SBS 301 Cultural Diversity/Prof. Koptiuch Fall 2009 Personal Memory Ethnographies
Matt Osterhold
How Society Tells You Who You Are
From birth to eleven I lived in a very tiny house with my family in South Phoenix. As a kid I never understood much about social class and where my family was located in it. I guess when I was young I didn’t think about such things. I only worried about playing with my friends and having fun. During this time my mother did not work and my father had recently started his new business that was based out of our house. He had quit his job as a commercial realtor the day I was born. When I was eleven we moved out to a new bigger house where I was amazed that I finally had my own room. I didn’t really understand it but I loved it. It was a nicer house, bigger and the neighborhood was not run down, plus every house had green grass.

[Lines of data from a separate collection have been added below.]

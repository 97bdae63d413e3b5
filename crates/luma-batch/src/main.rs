use std::path::{Path, PathBuf};

use argh::FromArgs;
use log::{error, info, warn};

use luma::image::{GrayImage, ImageError, ImageSize};
use luma::imgproc::enhance;
use luma::imgproc::interpolation::InterpolationMode;
use luma::imgproc::resize::resize;
use luma::io::{functional, pgm, raw};

/// Container formats handed to the generic decoder; everything else is
/// ignored during enumeration.
const CONTAINER_EXTENSIONS: [&str; 4] = ["bmp", "jpg", "jpeg", "png"];

/// Every resampling ladder starts from this base resolution.
const BASE_SIZE: ImageSize = ImageSize {
    width: 512,
    height: 512,
};

#[derive(FromArgs)]
/// Batch-load grayscale images, write enhanced variants and resampling ladders.
struct Args {
    /// directory holding the input images
    #[argh(option, default = "PathBuf::from(\"data\")")]
    data_dir: PathBuf,

    /// directory the results are written to
    #[argh(option, default = "PathBuf::from(\"results\")")]
    out_dir: PathBuf,

    /// gamma value for the gamma-corrected variant
    #[argh(option, default = "2.2")]
    gamma: f64,

    /// edge length of the square headerless raw dumps
    #[argh(option, default = "512")]
    raw_size: usize,
}

fn main() -> Result<(), Box<dyn std::error::Error>> {
    env_logger::init();
    let args: Args = argh::from_env();

    std::fs::create_dir_all(&args.out_dir)?;

    let (raw_paths, container_paths) = enumerate_inputs(&args.data_dir)?;
    info!(
        "found {} raw and {} container inputs in {}",
        raw_paths.len(),
        container_paths.len(),
        args.data_dir.display()
    );

    let raw_size = ImageSize {
        width: args.raw_size,
        height: args.raw_size,
    };

    let mut failures = 0usize;
    let inputs = raw_paths
        .iter()
        .map(|p| (p, true))
        .chain(container_paths.iter().map(|p| (p, false)));

    for (path, is_raw) in inputs {
        let decoded = if is_raw {
            raw::read_image_raw(path, raw_size)
        } else {
            functional::read_image_gray_any(path)
        };

        let image = match decoded {
            Ok(image) => image,
            Err(err) => {
                error!("failed to load {}: {err}", path.display());
                failures += 1;
                continue;
            }
        };

        let tag = path
            .file_stem()
            .map(|s| s.to_string_lossy().into_owned())
            .unwrap_or_else(|| "input".to_string());

        match process_input(&image, &tag, &args.out_dir, args.gamma) {
            Ok(()) => info!("processed {} ({})", path.display(), image.size()),
            Err(err) => {
                error!("failed to process {}: {err}", path.display());
                failures += 1;
            }
        }
    }

    if failures > 0 {
        return Err(format!("{failures} input(s) failed").into());
    }

    Ok(())
}

/// Collect raw dumps and container images from the data directory, sorted by
/// file name for a stable processing order.
fn enumerate_inputs(data_dir: &Path) -> Result<(Vec<PathBuf>, Vec<PathBuf>), std::io::Error> {
    let mut raw_paths = Vec::new();
    let mut container_paths = Vec::new();

    for entry in std::fs::read_dir(data_dir)? {
        let entry = entry?;
        if !entry.file_type()?.is_file() {
            continue;
        }

        let path = entry.path();
        let Some(ext) = path.extension().map(|e| e.to_ascii_lowercase()) else {
            continue;
        };

        if ext == "raw" {
            raw_paths.push(path);
        } else if CONTAINER_EXTENSIONS.iter().any(|e| ext == *e) {
            container_paths.push(path);
        }
    }

    raw_paths.sort();
    container_paths.sort();

    Ok((raw_paths, container_paths))
}

/// Write the decoded image, its enhanced variants, the center window dump
/// and the resampling ladder for one input.
fn process_input(
    image: &GrayImage,
    tag: &str,
    out_dir: &Path,
    gamma: f64,
) -> Result<(), Box<dyn std::error::Error>> {
    pgm::write_image_pgm(out_dir.join(format!("{tag}.pgm")), image)?;

    let mut negative = GrayImage::from_size_val(image.size(), 0)?;
    enhance::invert(image, &mut negative)?;
    pgm::write_image_pgm(out_dir.join(format!("{tag}_neg.pgm")), &negative)?;

    let mut compressed = GrayImage::from_size_val(image.size(), 0)?;
    enhance::log_compress(image, &mut compressed)?;
    pgm::write_image_pgm(out_dir.join(format!("{tag}_log.pgm")), &compressed)?;

    let mut corrected = GrayImage::from_size_val(image.size(), 0)?;
    enhance::gamma_correct(image, gamma, &mut corrected)?;
    pgm::write_image_pgm(out_dir.join(format!("{tag}_gamma.pgm")), &corrected)?;

    write_center_window(image, &out_dir.join(format!("{tag}_center10.csv")))?;

    write_resample_ladder(image, tag, out_dir)?;

    Ok(())
}

/// Dump the centered 10x10 intensity window as CSV rows.
fn write_center_window(image: &GrayImage, path: &Path) -> Result<(), std::io::Error> {
    if image.width() < 10 || image.height() < 10 {
        warn!(
            "image is smaller than the 10x10 center window, skipping {}",
            path.display()
        );
        return Ok(());
    }

    let (x0, y0) = (image.width() / 2 - 5, image.height() / 2 - 5);
    let mut csv = String::new();
    for y in y0..y0 + 10 {
        let row: Vec<String> = (x0..x0 + 10)
            .map(|x| image.get_pixel(x, y).unwrap_or_default().to_string())
            .collect();
        csv.push_str(&row.join(","));
        csv.push('\n');
    }

    std::fs::write(path, csv)
}

/// Write the down/up sampling comparison ladder for both interpolation
/// policies: 512→128, 512→32, 32→512, 512→1024x512 and 128→256x512.
fn write_resample_ladder(
    image: &GrayImage,
    tag: &str,
    out_dir: &Path,
) -> Result<(), Box<dyn std::error::Error>> {
    // normalize decoded sizes so every ladder starts from the same base
    let base = if image.size() == BASE_SIZE {
        image.clone()
    } else {
        resized(
            image,
            BASE_SIZE.width,
            BASE_SIZE.height,
            InterpolationMode::Bilinear,
        )?
    };

    for (mode, code) in [
        (InterpolationMode::Nearest, 'n'),
        (InterpolationMode::Bilinear, 'b'),
    ] {
        let down_128 = resized(&base, 128, 128, mode)?;
        pgm::write_image_pgm(out_dir.join(format!("{tag}_{code}_512to128.pgm")), &down_128)?;

        let down_32 = resized(&base, 32, 32, mode)?;
        pgm::write_image_pgm(out_dir.join(format!("{tag}_{code}_512to32.pgm")), &down_32)?;

        let up_512 = resized(&down_32, 512, 512, mode)?;
        pgm::write_image_pgm(out_dir.join(format!("{tag}_{code}_32to512.pgm")), &up_512)?;

        let wide = resized(&base, 1024, 512, mode)?;
        pgm::write_image_pgm(
            out_dir.join(format!("{tag}_{code}_512to1024x512.pgm")),
            &wide,
        )?;

        let tall = resized(&down_128, 256, 512, mode)?;
        pgm::write_image_pgm(
            out_dir.join(format!("{tag}_{code}_128to256x512.pgm")),
            &tall,
        )?;
    }

    Ok(())
}

fn resized(
    src: &GrayImage,
    width: usize,
    height: usize,
    mode: InterpolationMode,
) -> Result<GrayImage, ImageError> {
    let mut dst = GrayImage::from_size_val(ImageSize { width, height }, 0)?;
    resize(src, &mut dst, mode)?;
    Ok(dst)
}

I recall my best friends realization of our status.
I remember when Matt moved from our block into his new house where he had his own room and big green grass backyard. I was still living on the old block in South Phoenix in the same room as my sister. I wondered why his family had a house that was much bigger than ours and when we were going to move to a new bigger house so I could have my own room. I remember when I first spent the night at his new house and how nice it was. Wood floors, green grass and multiple bathrooms.
When I figured out the major difference, the one thing that separated my best friend and I, it was something I knew I would never forget. We were always the same, equal, one. All of a sudden society had made us two different people. Not only that but our families were now different, we were seen as better, wealthier and richer. That is why this memory is so vibrant in my mind. I can picture all different aspects of it like they were right in front of me. A select group of people had made this false class system that means nothing and decides nothing except a certain mindset. It is façade, where we are supposed to look at each other as different, one class being better than the other.
Around the age of sixteen I began to realize that my family was becoming wealthier. My father’s business began making enough money and my mom went back to being a teacher. We started going on more trips and I got nicer things for Christmas and my birthday than I had ever gotten before. I didn’t understand this social class change until I learned about such things in school much later. But I really began to notice it when the kids I grew up with didn’t live in a house as big as mine. Their parents were always talking about the debt they had and the house and car payments that prevented them down from going on vacation. This was new to me and when I asked my dad of these things and why I had never heard him or my mother talk about them his simple reply was, “we don’t have debt.” But at the same time my friends were doing the same thing. This is my best friends thoughts.
The time finally came and was told we were moving to a new house. It was a friend’s house so I didn’t know it then but we were getting helped out by him. The house was nice, overall bigger. I thought that we had reached a level similar to Matt’s family and it was a good feeling. As time went on I realized how much help we where getting from the family friend and that we were not as wealthy as I figured. I later realized the difference, my mother no longer worked and my parent’s use of money was not the wisest. Overall my parents made less money than Matt’s and were not good at budgeting. My sister figured this out during her time at ASU as an accountant. We had car payments and I remember my dad being very excited when he bought my sister’s first car, he said it was all paid for and had no payments. I just remember thinking Matt’s family has never had a car payment. These are things that I realized once I was older. As kids you do not see class with your friends and their families but with age and time the difference appears.
This is a more than a memory, it’s a testament to what I have become. I am someone who chose’s friends not by their race, religion or class, but rather by who they are. Arthur and I both realized this and decided that a friendship is a friendship and it’s something class cannot decide. This attitude has made my life full of people who are sincere and real to me. They do not lie or act differently in hopes of getting my acceptance. It seems at times people will try to make friends with someone because they are wealthy or drive a nice car or have a nice house. Arthur and I will never judge a relationship off of that. We have built our friendship off of the core roots on who we really are.
The scope of this event and the way it made me is why it is so important to me and will always stay in my mind. I will never forget my first dash of difference. I never looked at the difference of things. With age you see this ‘difference’ and you start to realize how awful it can be. It can destroy relationships and build hate in people. So I believe this incident has made me a better person in realizing that we are all different in our own ways and it’s not a bad thing. Just a thing we must understand.